Charles Manson dead: Represented the dark side of the '60s cultural revolution

Infamous serial killer and cult leader Charles Manson died yesterday at age 83.  He died, peacefully, in a hospital bed, unlike his victims, who were murdered in the most unimaginably vicious manner. 

Associated Press:

A petty criminal who had been in and out of jail since childhood, the charismatic, guru-like Manson surrounded himself in the 1960s with runaways and other lost souls and then sent his disciples to butcher some of L.A.'s rich and famous in what prosecutors said was a bid to trigger a race war — an idea he got from a twisted reading of the Beatles song "Helter Skelter."

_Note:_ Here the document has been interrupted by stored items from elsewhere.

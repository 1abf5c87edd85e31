//! Cluster join behavior. Driven directly against
//! `sk_cluster::ClusterPublisher` rather than the `socketley` binary:
//! the wire protocol has no introspection command (`cluster-dir`
//! always answers with an error — see
//! `sk-daemon::listener::commands::handle`), so "seeing a peer" is
//! only observable at this layer. Every other file in this suite
//! drives the CLI.

use sk_cluster::{ClusterPublisher, RuntimeSnapshot};

fn runtime(name: &str, group: Option<&str>) -> RuntimeSnapshot {
    RuntimeSnapshot {
        name: name.to_string(),
        kind: "server".to_string(),
        group: group.map(str::to_string),
        port: 9000,
        state: "running".to_string(),
        connections: 0,
    }
}

#[test]
fn two_daemons_in_the_same_directory_see_each_other_exactly_once() {
    let dir = tempfile::tempdir().expect("tempdir");
    let mut a = ClusterPublisher::claim("daemon-a".into(), "host-a".into(), dir.path().into(), 1_000).expect("claim a");
    let mut b = ClusterPublisher::claim("daemon-b".into(), "host-b".into(), dir.path().into(), 1_000).expect("claim b");

    let events_a1 = a.tick(1_000, vec![runtime("s1", None)]).expect("a tick 1");
    assert!(events_a1.is_empty(), "a hasn't seen b publish yet, no join should fire");

    let events_b1 = b.tick(1_000, vec![runtime("s2", None)]).expect("b tick 1");
    assert_eq!(events_b1, vec![sk_cluster::ClusterEvent::DaemonJoin { daemon: "daemon-a".into() }]);

    let events_a2 = a.tick(1_001, vec![runtime("s1", None)]).expect("a tick 2");
    assert_eq!(events_a2, vec![sk_cluster::ClusterEvent::DaemonJoin { daemon: "daemon-b".into() }]);

    // A third tick from each sees no new joins — the callback fires
    // exactly once per peer, not once per tick.
    let events_a3 = a.tick(1_002, vec![runtime("s1", None)]).expect("a tick 3");
    let events_b2 = b.tick(1_002, vec![runtime("s2", None)]).expect("b tick 2");
    assert!(events_a3.is_empty());
    assert!(events_b2.is_empty());
}

#[test]
fn a_peer_going_stale_fires_a_leave_event() {
    let dir = tempfile::tempdir().expect("tempdir");
    let mut a = ClusterPublisher::claim("daemon-a".into(), "host-a".into(), dir.path().into(), 0).expect("claim a");
    let mut b = ClusterPublisher::claim("daemon-b".into(), "host-b".into(), dir.path().into(), 0).expect("claim b");

    b.tick(0, vec![]).expect("b tick");
    let joined = a.tick(0, vec![]).expect("a tick sees b");
    assert_eq!(joined, vec![sk_cluster::ClusterEvent::DaemonJoin { daemon: "daemon-b".into() }]);

    // b never ticks again; once its heartbeat is older than the 10s
    // freshness window, a's next tick should report it gone.
    let left = a.tick(20, vec![]).expect("a tick after b goes stale");
    assert_eq!(left, vec![sk_cluster::ClusterEvent::DaemonLeave { daemon: "daemon-b".into() }]);
}

#[test]
fn claiming_an_already_fresh_daemon_name_is_refused() {
    let dir = tempfile::tempdir().expect("tempdir");
    let mut a = ClusterPublisher::claim("daemon-a".into(), "host-a".into(), dir.path().into(), 0).expect("first claim");
    a.tick(0, vec![]).expect("tick to publish the snapshot");

    let second = ClusterPublisher::claim("daemon-a".into(), "host-a".into(), dir.path().into(), 1);
    assert!(second.is_err(), "a fresh heartbeat under the same name should be refused");
}

#[test]
fn group_counts_sum_across_fresh_peers() {
    let dir = tempfile::tempdir().expect("tempdir");
    let mut a = ClusterPublisher::claim("daemon-a".into(), "host-a".into(), dir.path().into(), 0).expect("claim a");
    let mut b = ClusterPublisher::claim("daemon-b".into(), "host-b".into(), dir.path().into(), 0).expect("claim b");

    b.tick(0, vec![runtime("s2", Some("web"))]).expect("b tick");
    let events = a.tick(0, vec![runtime("s1", Some("web"))]).expect("a tick");

    assert!(events.contains(&sk_cluster::ClusterEvent::GroupChange { group: "web".into(), count: 2 }));
}
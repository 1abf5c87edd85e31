// SPDX-License-Identifier: MIT

//! Control-socket request types: one variant per accepted command.
//! The wire representation is a single `\n`-terminated line;
//! [`crate::codec::parse_line`] tokenizes and maps it onto these.

use serde::{Deserialize, Serialize};

#[derive(Debug, Clone, Serialize, Deserialize, PartialEq)]
#[serde(tag = "cmd", rename_all = "kebab-case")]
pub enum Request {
    Create {
        kind: String,
        name: String,
        port: Option<u16>,
        #[serde(default)]
        udp: bool,
        #[serde(default)]
        backend: Vec<String>,
        #[serde(default)]
        strategy: Option<String>,
        #[serde(default)]
        protocol: Option<String>,
        #[serde(default)]
        script: Option<String>,
        #[serde(default)]
        group: Option<String>,
        #[serde(default)]
        owner: Option<String>,
    },
    Start {
        name: String,
        /// `-i`: switch this connection into an interactive session.
        #[serde(default)]
        interactive: bool,
    },
    Stop {
        name: String,
    },
    Remove {
        name: String,
    },
    Ls,
    Ps,
    Stats {
        name: Option<String>,
    },
    Show {
        name: String,
    },
    Owner {
        name: String,
        owner: Option<String>,
    },
    Send {
        name: String,
        message: String,
    },
    Edit {
        name: String,
        field: String,
        value: String,
    },
    Dump {
        name: Option<String>,
    },
    Import {
        path: String,
    },
    ReloadLua {
        name: String,
    },
    Reload {
        name: String,
    },
    Attach {
        name: String,
    },
    ClusterDir {
        path: Option<String>,
    },
    Action {
        name: String,
        verb: String,
        args: Vec<String>,
    },
}

#[cfg(test)]
#[path = "request_tests.rs"]
mod tests;
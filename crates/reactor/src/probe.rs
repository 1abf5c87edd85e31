// SPDX-License-Identifier: MIT

//! Capability probe: at init the reactor asks the kernel for the
//! opcodes it supports and exposes boolean getters so runtimes can
//! degrade gracefully instead of submitting an SQE the kernel rejects.

use io_uring::register::Probe;
use io_uring::{opcode, IoUring};

#[derive(Debug, Clone, Copy, Default)]
pub struct Capabilities {
    multishot_accept: bool,
    multishot_recv: bool,
    zero_copy_send: bool,
    direct_descriptor_accept: bool,
    submission_polling: bool,
}

impl Capabilities {
    pub fn probe(ring: &IoUring) -> Self {
        let probe = {
            let mut probe = Probe::new();
            ring.submitter().register_probe(&mut probe).ok().map(|()| probe)
        };
        let supports = |opcode: u8| {
            probe.as_ref().map(|p| p.is_supported(opcode)).unwrap_or(false)
        };
        Self {
            multishot_accept: supports(opcode::AcceptMulti::CODE),
            multishot_recv: supports(opcode::RecvMulti::CODE),
            zero_copy_send: supports(opcode::SendZc::CODE),
            direct_descriptor_accept: supports(opcode::Accept::CODE),
            submission_polling: false,
        }
    }

    pub fn multishot_accept(&self) -> bool {
        self.multishot_accept
    }

    pub fn multishot_recv(&self) -> bool {
        self.multishot_recv
    }

    pub fn zero_copy_send(&self) -> bool {
        self.zero_copy_send
    }

    pub fn direct_descriptor_accept(&self) -> bool {
        self.direct_descriptor_accept
    }

    pub fn submission_polling(&self) -> bool {
        self.submission_polling
    }
}
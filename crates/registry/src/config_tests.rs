// SPDX-License-Identifier: MIT

use super::*;

fn base(kind: RuntimeKind) -> RuntimeConfig {
    RuntimeConfig {
        kind,
        port: 19000,
        udp: false,
        tls_cert_path: None,
        tls_key_path: None,
        script_path: None,
        owner: None,
        child_policy: ChildPolicy::Stop,
        group: None,
        backends: vec![],
        strategy: None,
        protocol: None,
        upstreams: vec![],
        mesh_tls: false,
        externally_managed: false,
        fsync_every_write: true,
        was_running: false,
    }
}

#[test]
fn server_with_a_port_validates() {
    assert!(base(RuntimeKind::Server).validate().is_ok());
}

#[test]
fn client_does_not_require_a_port() {
    let mut cfg = base(RuntimeKind::Client);
    cfg.port = 0;
    assert!(cfg.validate().is_ok());
}

#[test]
fn server_without_a_port_is_rejected() {
    let mut cfg = base(RuntimeKind::Server);
    cfg.port = 0;
    assert!(cfg.validate().is_err());
}

#[test]
fn proxy_without_backends_is_rejected() {
    let cfg = base(RuntimeKind::Proxy);
    assert!(matches!(cfg.validate(), Err(RegistryError::InvalidConfig(_))));
}

#[test]
fn proxy_with_a_backend_validates() {
    let mut cfg = base(RuntimeKind::Proxy);
    cfg.backends.push("127.0.0.1:9000".into());
    assert!(cfg.validate().is_ok());
}

#[test]
fn old_on_disk_json_without_new_fields_still_deserializes() {
    let old_json = r#"{"kind":"server","port":19000}"#;
    let cfg: RuntimeConfig = serde_json::from_str(old_json).unwrap();
    assert!(!cfg.mesh_tls);
    assert!(cfg.fsync_every_write);
}
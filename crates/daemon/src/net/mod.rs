// SPDX-License-Identifier: MIT

//! The wiring layer between [`sk_reactor::Reactor`] and the byte-in/
//! byte-out runtime APIs in `sk_runtimes`: runtime setup submits
//! initial operations to the reactor, and completion callbacks drive
//! state-machine transitions from there. No runtime kind owns a real
//! fd; everything here does.
//!
//! The reactor runs on its own dedicated thread. Commands arrive over
//! a channel from the tokio control-socket listener; completions call
//! back into the shared [`sk_registry::Registry`] only for the
//! duration of one `feed`/`tick` call, never across a submission.

mod cache_driver;
mod client_driver;
mod connection;
mod proxy_driver;
mod server_driver;

use std::collections::HashMap;
use std::os::fd::RawFd;
use std::sync::atomic::{AtomicU64, Ordering};
use std::sync::Arc;
use std::thread::JoinHandle;

use parking_lot::Mutex;
use sk_core::{Clock, RuntimeName, SystemClock};
use sk_reactor::{AbsoluteTimespec, Reactor};
use sk_registry::{Registry, RuntimeConfig};
use sk_runtimes::AnyRuntime;
use tracing::{error, info, warn};

pub use connection::BUF_GROUP_LEN;

const TICK_GROUP: u16 = 1;

pub(crate) fn now_ms() -> u64 {
    SystemClock.epoch_ms()
}

/// A request the tokio side hands to the reactor thread. Replies go
/// back over a `tokio::sync::oneshot` channel so the listener's
/// command handler can await the outcome.
pub enum DriverCommand {
    Start { name: RuntimeName, config: RuntimeConfig, reply: tokio::sync::oneshot::Sender<Result<(), String>> },
    Stop { name: RuntimeName, reply: tokio::sync::oneshot::Sender<()> },
    Send { name: RuntimeName, message: Vec<u8>, reply: tokio::sync::oneshot::Sender<Result<(), String>> },
    Shutdown,
}

/// Handle the tokio side holds: a channel into the reactor thread plus
/// the join handle for graceful shutdown.
pub struct NetDriverHandle {
    tx: tokio::sync::mpsc::UnboundedSender<DriverCommand>,
    join: Option<JoinHandle<()>>,
}

impl NetDriverHandle {
    pub async fn start(&self, name: RuntimeName, config: RuntimeConfig) -> Result<(), String> {
        let (reply, rx) = tokio::sync::oneshot::channel();
        self.tx.send(DriverCommand::Start { name, config, reply }).map_err(|_| "reactor thread gone".to_string())?;
        rx.await.map_err(|_| "reactor thread dropped reply".to_string())?
    }

    pub async fn stop(&self, name: RuntimeName) {
        let (reply, rx) = tokio::sync::oneshot::channel();
        if self.tx.send(DriverCommand::Stop { name, reply }).is_ok() {
            let _ = rx.await;
        }
    }

    pub async fn send(&self, name: RuntimeName, message: Vec<u8>) -> Result<(), String> {
        let (reply, rx) = tokio::sync::oneshot::channel();
        self.tx
            .send(DriverCommand::Send { name, message, reply })
            .map_err(|_| "reactor thread gone".to_string())?;
        rx.await.map_err(|_| "reactor thread dropped reply".to_string())?
    }

    pub fn shutdown(mut self) {
        let _ = self.tx.send(DriverCommand::Shutdown);
        if let Some(join) = self.join.take() {
            let _ = join.join();
        }
    }
}

/// A live listening or connecting fd this daemon owns for one runtime,
/// tracked so `Stop` can cancel-then-close every fd it owns — no fd
/// may outlive the connection it belongs to.
#[derive(Default)]
struct RuntimeNet {
    listen_fd: Option<RawFd>,
    connection_fds: Vec<RawFd>,
}

/// State reachable from inside a `Completion::on_completion`, which
/// only receives `&mut Reactor` — everything a completion handler
/// needs beyond the ring itself lives here, behind an `Arc` every
/// handler clones a copy of.
pub(crate) struct Shared {
    registry: Arc<Registry<AnyRuntime>>,
    runtimes: Mutex<HashMap<RuntimeName, RuntimeNet>>,
    next_connection_id: AtomicU64,
}

impl Shared {
    fn alloc_connection_id(&self) -> u64 {
        self.next_connection_id.fetch_add(1, Ordering::Relaxed)
    }

    fn track_listener(&self, name: &RuntimeName, fd: RawFd) {
        self.runtimes.lock().entry(name.clone()).or_default().listen_fd = Some(fd);
    }

    fn track_connection(&self, name: &RuntimeName, fd: RawFd) {
        self.runtimes.lock().entry(name.clone()).or_default().connection_fds.push(fd);
    }

    fn untrack_connection(&self, name: &RuntimeName, fd: RawFd) {
        if let Some(net) = self.runtimes.lock().get_mut(name) {
            net.connection_fds.retain(|&existing| existing != fd);
        }
    }
}

/// Owns the `io_uring` ring; lives entirely on the reactor thread.
struct NetDriver {
    reactor: Reactor,
    shared: Arc<Shared>,
    rx: tokio::sync::mpsc::UnboundedReceiver<DriverCommand>,
}

/// Spawn the reactor on its own OS thread and return a handle the
/// tokio runtime uses to drive it.
pub fn spawn(registry: Arc<Registry<AnyRuntime>>, queue_depth: Option<u32>) -> std::io::Result<NetDriverHandle> {
    let (tx, rx) = tokio::sync::mpsc::unbounded_channel();
    let join = std::thread::Builder::new().name("sk-reactor".into()).spawn(move || {
        let reactor = match Reactor::init(queue_depth) {
            Ok(r) => r,
            Err(e) => {
                error!("reactor init failed: {e}");
                return;
            }
        };
        let shared =
            Arc::new(Shared { registry, runtimes: Mutex::new(HashMap::new()), next_connection_id: AtomicU64::new(1) });
        let mut driver = NetDriver { reactor, shared, rx };
        driver.reactor.register_buffer_group(TICK_GROUP, 256, BUF_GROUP_LEN);
        driver.run();
    })?;
    Ok(NetDriverHandle { tx, join: Some(join) })
}

impl NetDriver {
    /// Cooperative loop: drain queued commands without blocking, run
    /// one reactor submit-and-wait pass, repeat. `run()` on the
    /// reactor itself blocks until `request_stop`, so this driver
    /// calls the lower-level pieces directly instead of `Reactor::run`.
    fn run(&mut self) {
        loop {
            while let Ok(cmd) = self.rx.try_recv() {
                if matches!(cmd, DriverCommand::Shutdown) {
                    self.teardown_all();
                    return;
                }
                self.handle_command(cmd);
            }
            if let Err(e) =
                self.reactor.submit_timeout(AbsoluteTimespec { secs: 0, nanos: 50_000_000 }, Box::new(TickSentinel))
            {
                warn!("failed to arm driver tick: {e}");
            }
            if let Err(e) = self.reactor.tick() {
                error!("reactor pump failed: {e}");
            }
        }
    }

    fn handle_command(&mut self, cmd: DriverCommand) {
        match cmd {
            DriverCommand::Start { name, config, reply } => {
                let result = self.start_runtime(&name, &config);
                let _ = reply.send(result);
            }
            DriverCommand::Stop { name, reply } => {
                self.stop_runtime(&name);
                let _ = reply.send(());
            }
            DriverCommand::Send { name, message, reply } => {
                let result = self.send_to(&name, &message);
                let _ = reply.send(result);
            }
            DriverCommand::Shutdown => unreachable!("handled in run()"),
        }
    }

    fn start_runtime(&mut self, name: &RuntimeName, config: &RuntimeConfig) -> Result<(), String> {
        match config.kind {
            sk_core::RuntimeKind::Server => server_driver::start(self, name, config),
            sk_core::RuntimeKind::Cache => cache_driver::start(self, name, config),
            sk_core::RuntimeKind::Client => client_driver::start(self, name, config),
            sk_core::RuntimeKind::Proxy => proxy_driver::start(self, name, config),
        }
    }

    fn stop_runtime(&mut self, name: &RuntimeName) {
        self.close_tracked_fds(name);
        if let Ok((handle, children)) = self.shared.registry.stop(name.as_str()) {
            drop(handle);
            for child in &children {
                self.close_tracked_fds(child);
            }
        }
        info!(runtime = name.as_str(), "runtime stopped");
    }

    /// Close every reactor-owned fd this daemon tracks for `name`
    /// (its listening socket plus any accepted connections). Used both
    /// for a direct stop and for each child `Registry::stop` cascades
    /// into, since the registry itself has no idea these fds exist.
    fn close_tracked_fds(&mut self, name: &RuntimeName) {
        if let Some(net) = self.shared.runtimes.lock().remove(name) {
            if let Some(fd) = net.listen_fd {
                connection::cancel_then_close(&mut self.reactor, fd);
            }
            for fd in net.connection_fds {
                connection::cancel_then_close(&mut self.reactor, fd);
            }
        }
    }

    fn send_to(&mut self, name: &RuntimeName, message: &[u8]) -> Result<(), String> {
        // `send <name> <message>` delivers to a client's outbound
        // write queue or broadcasts through a server/cache's
        // extension VM; client is the common case wired here.
        self.shared
            .registry
            .with_handle_mut(name.as_str(), |any| {
                if let Some(client) = any.as_client_mut() {
                    client.send(message.to_vec());
                }
            })
            .map_err(|e| e.to_string())
    }

    fn teardown_all(&mut self) {
        let drained: Vec<(RuntimeName, RuntimeNet)> = self.shared.runtimes.lock().drain().collect();
        for (name, net) in drained {
            if let Some(fd) = net.listen_fd {
                connection::cancel_then_close(&mut self.reactor, fd);
            }
            for fd in net.connection_fds {
                connection::cancel_then_close(&mut self.reactor, fd);
            }
            let _ = self.shared.registry.stop(name.as_str());
        }
    }
}

struct TickSentinel;

impl sk_reactor::Completion for TickSentinel {
    fn on_completion(self: Box<Self>, _reactor: &mut Reactor, _result: i32, _flags: u32) {
        // Timer fires purely to keep the loop cycling through queued
        // `DriverCommand`s; per-runtime `tick()` calls are driven from
        // `server_driver`/`cache_driver` against the live connection set.
    }
}

#[cfg(test)]
#[path = "mod_tests.rs"]
mod tests;
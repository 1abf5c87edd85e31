// SPDX-License-Identifier: MIT

use super::*;
use std::collections::{HashMap, HashSet, VecDeque};
use tempfile::tempdir;

#[test]
fn round_trips_every_value_kind() {
    let dir = tempdir().unwrap();
    let path = dir.path().join("dump.skcs");
    let mut list = VecDeque::new();
    list.push_back(b"x".to_vec());
    let mut set = HashSet::new();
    set.insert(b"member".to_vec());
    let mut hash = HashMap::new();
    hash.insert(b"field".to_vec(), b"value".to_vec());

    let entries = vec![
        SnapshotEntry { key: b"s".to_vec(), value: Value::Str(b"hello".to_vec()), expires_at_ms: None },
        SnapshotEntry { key: b"l".to_vec(), value: Value::List(list), expires_at_ms: Some(123) },
        SnapshotEntry { key: b"st".to_vec(), value: Value::Set(set), expires_at_ms: None },
        SnapshotEntry { key: b"h".to_vec(), value: Value::Hash(hash), expires_at_ms: None },
    ];
    save(&path, &entries).unwrap();
    let loaded = load(&path).unwrap();
    assert_eq!(loaded.len(), 4);
    assert_eq!(loaded[1].expires_at_ms, Some(123));
}

#[test]
fn rejects_a_bad_magic() {
    let dir = tempdir().unwrap();
    let path = dir.path().join("dump.skcs");
    std::fs::write(&path, b"NOPE garbage").unwrap();
    assert!(load(&path).is_err());
}

#[test]
fn rejects_an_unknown_version() {
    let dir = tempdir().unwrap();
    let path = dir.path().join("dump.skcs");
    let mut body = Vec::new();
    body.extend_from_slice(MAGIC);
    body.extend_from_slice(&99u32.to_le_bytes());
    std::fs::write(&path, &body).unwrap();
    assert!(load(&path).is_err());
}

#[test]
fn save_leaves_no_tmp_file_behind() {
    let dir = tempdir().unwrap();
    let path = dir.path().join("dump.skcs");
    save(&path, &[]).unwrap();
    assert!(!dir.path().join("dump.tmp").exists());
}
// SPDX-License-Identifier: MIT

//! The cache runtime: a keyspace plus two wire protocols, served on
//! the same fd and auto-detected by first byte.

pub mod commands;
pub mod keyspace;
pub mod snapshot;
pub mod value;

use std::path::PathBuf;

use sk_core::RuntimeStatsSnapshot;
use sk_net::cache_proto::{self, WireMode};

use crate::extension::{ExtensionVm, NullVm};

pub use commands::Reply;
pub use keyspace::{CacheMode, EvictionPolicy, Keyspace};

pub struct CacheConfig {
    pub mode: CacheMode,
    pub eviction: EvictionPolicy,
    pub max_memory: Option<usize>,
    pub snapshot_path: Option<PathBuf>,
    pub replicate_target: Option<String>,
    pub force_resp2: bool,
}

/// Drives the keyspace from raw connection bytes; owns no fd itself —
/// the reactor-facing connection layer feeds it bytes and consumes the
/// bytes it produces in return. Runtime logic never blocks on I/O
/// directly.
pub struct CacheRuntime<V: ExtensionVm = NullVm> {
    config: CacheConfig,
    keyspace: Keyspace,
    vm: V,
    connections: usize,
    stats: RuntimeStats,
}

#[derive(Default)]
struct RuntimeStats {
    commands_total: u64,
    errors_total: u64,
}

impl<V: ExtensionVm> CacheRuntime<V> {
    pub fn new(config: CacheConfig, vm: V) -> Self {
        let keyspace = Keyspace::new(config.max_memory, config.eviction);
        Self { config, keyspace, vm, connections: 0, stats: RuntimeStats::default() }
    }

    pub fn on_connect(&mut self) {
        self.connections += 1;
    }

    pub fn on_disconnect(&mut self) {
        self.connections = self.connections.saturating_sub(1);
    }

    /// Consume as many complete commands as `buf` holds, returning the
    /// encoded replies (in arrival order) and the number of input
    /// bytes consumed. Leaves a trailing partial command in `buf` for
    /// the caller to re-submit once more bytes arrive.
    pub fn feed(&mut self, buf: &[u8], now_ms: u64) -> (Vec<Vec<u8>>, usize) {
        let mut consumed = 0;
        let mut out = Vec::new();
        while consumed < buf.len() {
            let remaining = &buf[consumed..];
            let forced_mode = self.config.force_resp2.then_some(WireMode::Resp2);
            let mode = forced_mode.unwrap_or_else(|| cache_proto::detect_mode(remaining[0]));
            match cache_proto::parse_command(remaining) {
                Ok(Some((args, used))) => {
                    consumed += used;
                    self.stats.commands_total += 1;
                    let (reply, effects) = commands::dispatch(
                        &mut self.keyspace,
                        self.config.mode,
                        self.config.snapshot_path.as_deref(),
                        &args,
                        now_ms,
                    );
                    if matches!(reply, Reply::Error(_)) {
                        self.stats.errors_total += 1;
                    }
                    if let Some((channel, message)) = effects.publish {
                        self.vm.on_publish(&channel, &message);
                    }
                    out.push(encode(&reply, mode));
                }
                Ok(None) => break,
                Err(e) => {
                    out.push(encode(&Reply::Error(e.to_string()), mode));
                    break;
                }
            }
        }
        (out, consumed)
    }

    /// Runs one active-expiry sampling pass; the daemon's tick loop
    /// calls this, not the reactor directly.
    pub fn tick(&mut self, now_ms: u64) {
        self.keyspace.sample_expire(20, now_ms);
        self.vm.on_tick();
    }

    pub fn stats_snapshot(&self) -> RuntimeStatsSnapshot {
        RuntimeStatsSnapshot {
            connections_current: self.connections as u64,
            messages_in: self.stats.commands_total,
            submissions_dropped: self.stats.errors_total,
            ..Default::default()
        }
    }

    pub fn connection_count(&self) -> usize {
        self.connections
    }

    pub fn deliver_pubsub(&mut self, channel: &str, message: &[u8]) -> bool {
        if self.vm.subscriptions().iter().any(|c| c == channel) {
            self.vm.on_publish(channel, message);
            true
        } else {
            false
        }
    }
}

impl<V: ExtensionVm> sk_registry::RuntimeHandle for CacheRuntime<V> {
    fn teardown(&mut self) {
        self.connections = 0;
    }

    fn stats(&self) -> RuntimeStatsSnapshot {
        self.stats_snapshot()
    }

    fn connection_count(&self) -> usize {
        self.connections
    }

    fn deliver_pubsub(&mut self, channel: &str, message: &[u8]) -> bool {
        CacheRuntime::deliver_pubsub(self, channel, message)
    }
}

fn encode(reply: &Reply, mode: WireMode) -> Vec<u8> {
    match mode {
        WireMode::Resp2 => encode_resp2(reply),
        WireMode::Inline => encode_inline(reply),
    }
}

fn encode_resp2(reply: &Reply) -> Vec<u8> {
    match reply {
        Reply::Simple(s) => cache_proto::encode_simple_string(s),
        Reply::Error(s) => cache_proto::encode_error(s),
        Reply::Integer(n) => cache_proto::encode_integer(*n),
        Reply::Bulk(v) => cache_proto::encode_bulk_string(v.as_deref()),
        Reply::Array(items) => {
            let mut out = format!("*{}\r\n", items.len()).into_bytes();
            for item in items {
                out.extend_from_slice(&encode_resp2(item));
            }
            out
        }
    }
}

/// Inline replies are plain text lines: `OK`, `NIL`, a decimal integer,
/// or the raw bulk payload, each `\n`-terminated.
fn encode_inline(reply: &Reply) -> Vec<u8> {
    match reply {
        Reply::Simple(s) => format!("{s}\n").into_bytes(),
        Reply::Error(s) => format!("ERR {s}\n").into_bytes(),
        Reply::Integer(n) => format!("{n}\n").into_bytes(),
        Reply::Bulk(None) => b"NIL\n".to_vec(),
        Reply::Bulk(Some(v)) => {
            let mut out = v.clone();
            out.push(b'\n');
            out
        }
        Reply::Array(items) => {
            let mut out = Vec::new();
            for item in items {
                out.extend_from_slice(&encode_inline(item));
            }
            out
        }
    }
}

#[cfg(test)]
#[path = "mod_tests.rs"]
mod tests;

The slayings horrified the world and, together with the deadly violence that erupted later in 1969 during a Rolling Stones concert at California's Altamont Speedway, exposed the dangerous, drugged-out underside of the counterculture movement and seemed to mark the death of the era of peace and love.

Despite the overwhelming evidence against him, Manson maintained during his tumultuous trial in 1970 that he was innocent and that society itself was guilty.

"These children that come at you with knives, they are your children. You taught them; I didn't teach them. I just tried to help them stand up," he said in a courtroom soliloquy.

Linda Deutsch, the longtime courts reporter for The Associated Press who covered the Manson case, said he "left a legacy of evil and hate and murder."

"He was able to take young people who were impressionable and convince them he had the answer to everything and he turned them into killers," she said. "It was beyond anything we had ever seen before in this country."

Manson murdered actress Sharon Tate and five of her friends at Tate's home on August 9, 1969.  Less than a week later, the rock festival at Woodstock, N.Y. began.  Those two events represented opposite sides of the same coin; a cultural revolution that changed America forever and brought with it far more pain and sorrow than liberating happiness.

If the myth of Woodstock involved a half a million people celebrating life in peace and love (That's the myth, anyway.  The reality was far darker.), the truth of Manson's horrific deeds was that the killer celebrated pretty much the same philosophy as the hippies, except he used it to trap and malignantly influence his followers.

Drugs and sex – "if it feels good, do it" – were how Manson attracted his devotees.  The same could be said about the murders his followers committed, who were high on LSD when they entered Tate's house and proceeded to massacre everyone.  One of his female followers recalled how good it felt to  stab her victims – almost a sexual experience.

You cannot look at the counterculture revolution without seeing both sides of it.  The fallout from consequence-free sex, putting anything in your body that makes you feel good – the AIDS epidemic; the explosion of other STDs; addiction; overdoses; broken, shattered lives – this is the flip-side of the Woodstock generation's quest to find "peace and love."  And Manson represented it perfectly.

Manson's delusions about starting a race war (afterward, he would rule the world) by "showing the black man" how to do it  cost the lives of eight innocent human beings.  He lucked out.  California's death penalty statute was declared unconstitutional, saving him from the gas chamber.

That he died peacefully in his sleep is one of the great injustices of the 20th century.